Using an instant-read thermometer is the best way: the internal temperature should be 165°F. The skin should be crispy and golden, and juices should run clear when pierced.
Final Thoughts
This Sheet-Pan Miso Chicken & Sweet Potatoes Recipe has truly become a staple in my kitchen because it’s so flavorful, hands-off, and perfect any night of the week. I love how it never feels like a boring roast chicken dinner thanks to that miso glaze and chili crisp kick. I really hope you give it a try and enjoy the same “wow” moments I feel every time I make it. Trust me, once you make this, you’ll find it’s one of those dishes you’ll want to lean on often when you crave something comforting but don’t want a ton of fuss.
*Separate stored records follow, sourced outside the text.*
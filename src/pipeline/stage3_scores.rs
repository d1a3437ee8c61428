use crate::model::buckets::{ADDRESS_DISTANCE, AGE, BucketTable, NCD_YEARS, VEHICLE_VALUE};
use crate::model::lead::{Lead, LeadScores, NearestBranch};
use crate::model::score::{FactorCounts, FactorScore, parse_numeric, round2};

#[derive(Debug, Clone, Copy, Default, PartialEq, Eq)]
pub struct Stage3Output {
    pub scored: usize,
    pub not_computable: FactorCounts,
}

fn score_cell(table: &BucketTable, raw: Option<&str>) -> FactorScore {
    let Some(x) = parse_numeric(raw) else {
        return FactorScore::NotComputable;
    };
    let score = table.score(x);
    if !score.is_computable() {
        tracing::trace!("{} value {} is outside every bucket", table.factor, x);
    }
    score
}

pub fn ncd_score(raw: Option<&str>) -> FactorScore {
    score_cell(&NCD_YEARS, raw)
}

pub fn age_score(raw: Option<&str>) -> FactorScore {
    score_cell(&AGE, raw)
}

pub fn vehicle_value_score(raw: Option<&str>) -> FactorScore {
    score_cell(&VEHICLE_VALUE, raw)
}

/// Scores the already rounded distance to the nearest branch.
pub fn address_score(nearest: &NearestBranch) -> FactorScore {
    match nearest.miles() {
        Some(miles) => ADDRESS_DISTANCE.score(miles),
        None => FactorScore::NotComputable,
    }
}

pub fn total_score(
    ncd: FactorScore,
    age: FactorScore,
    vehicle_value: FactorScore,
    address: FactorScore,
) -> FactorScore {
    match (ncd, age, vehicle_value, address) {
        (
            FactorScore::Scored(m),
            FactorScore::Scored(o),
            FactorScore::Scored(q),
            FactorScore::Scored(t),
        ) => FactorScore::Scored(round2(m + o + q + t)),
        _ => FactorScore::NotComputable,
    }
}

pub fn score_lead(lead: &Lead) -> LeadScores {
    let ncd = ncd_score(lead.ncd_years.as_deref());
    let age = age_score(lead.age.as_deref());
    let vehicle_value = vehicle_value_score(lead.vehicle_value.as_deref());
    let address = address_score(&lead.nearest);
    LeadScores {
        ncd,
        age,
        vehicle_value,
        address,
        total: total_score(ncd, age, vehicle_value, address),
    }
}

pub fn run_stage3(leads: &mut [Lead]) -> Stage3Output {
    let mut out = Stage3Output::default();

    for lead in leads.iter_mut() {
        let scores = score_lead(lead);
        let missing = &mut out.not_computable;
        missing.ncd += usize::from(!scores.ncd.is_computable());
        missing.age += usize::from(!scores.age.is_computable());
        missing.vehicle_value += usize::from(!scores.vehicle_value.is_computable());
        missing.address += usize::from(!scores.address.is_computable());
        if scores.total.is_computable() {
            out.scored += 1;
        } else {
            missing.total += 1;
            tracing::debug!("lead row {} has no computable risk score", lead.row + 2);
        }
        lead.scores = scores;
    }

    tracing::info!(
        "scored {}/{} leads (not computable: ncd={}, age={}, vehicle_value={}, address={})",
        out.scored,
        leads.len(),
        out.not_computable.ncd,
        out.not_computable.age,
        out.not_computable.vehicle_value,
        out.not_computable.address
    );
    out
}

#[cfg(test)]
#[path = "../../tests/src_inline/pipeline/stage3_scores.rs"]
mod tests;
PrintSheet-Pan Miso Chicken & Sweet Potatoes Recipe
- Prep Time: 10 mins
- Cook Time: 35 mins
- Total Time: 50 mins
- Yield: 4 servings
- Category: Main Dish
- Method: Baking
- Cuisine: Asian Fusion
Description
This Sheet-Pan Miso Chicken & Sweet Potatoes recipe offers a deliciously balanced meal by roasting tender, skin-on chicken thighs alongside sweet, caramelized potatoes. Glazed in a flavorful miso, honey, and chili crisp marinade, this dish combines savory, sweet, and umami notes with an easy one-pan preparation perfect for weeknight dinners.
Ingredients
Miso Marinade
- 1 (1″) piece ginger, peeled, grated or finely chopped
- 3 cloves garlic, grated or finely chopped
- 2 Tbsp. chili crisp, plus more for serving
- 2 Tbsp. honey
- 2 Tbsp. white miso paste
- 1 Tbsp. rice wine vinegar
- 1 Tbsp. neutral oil, divided
Vegetables
- 1 lb. sweet potatoes, peeled, cut into 3/4″ pieces
- 2 small shallots, quartered
Chicken
- 4 bone-in, skin-on chicken thighs (about 2 lb.)
- Kosher salt
- Freshly ground black pepper
Garnish
- Chopped fresh cilantro, for serving
Instructions
- Preheat Oven and Prepare Baking Sheet: Arrange a rack in the center of your oven and preheat to 425°F (220°C). Place a baking sheet on the rack to preheat, which will help achieve better roasting results.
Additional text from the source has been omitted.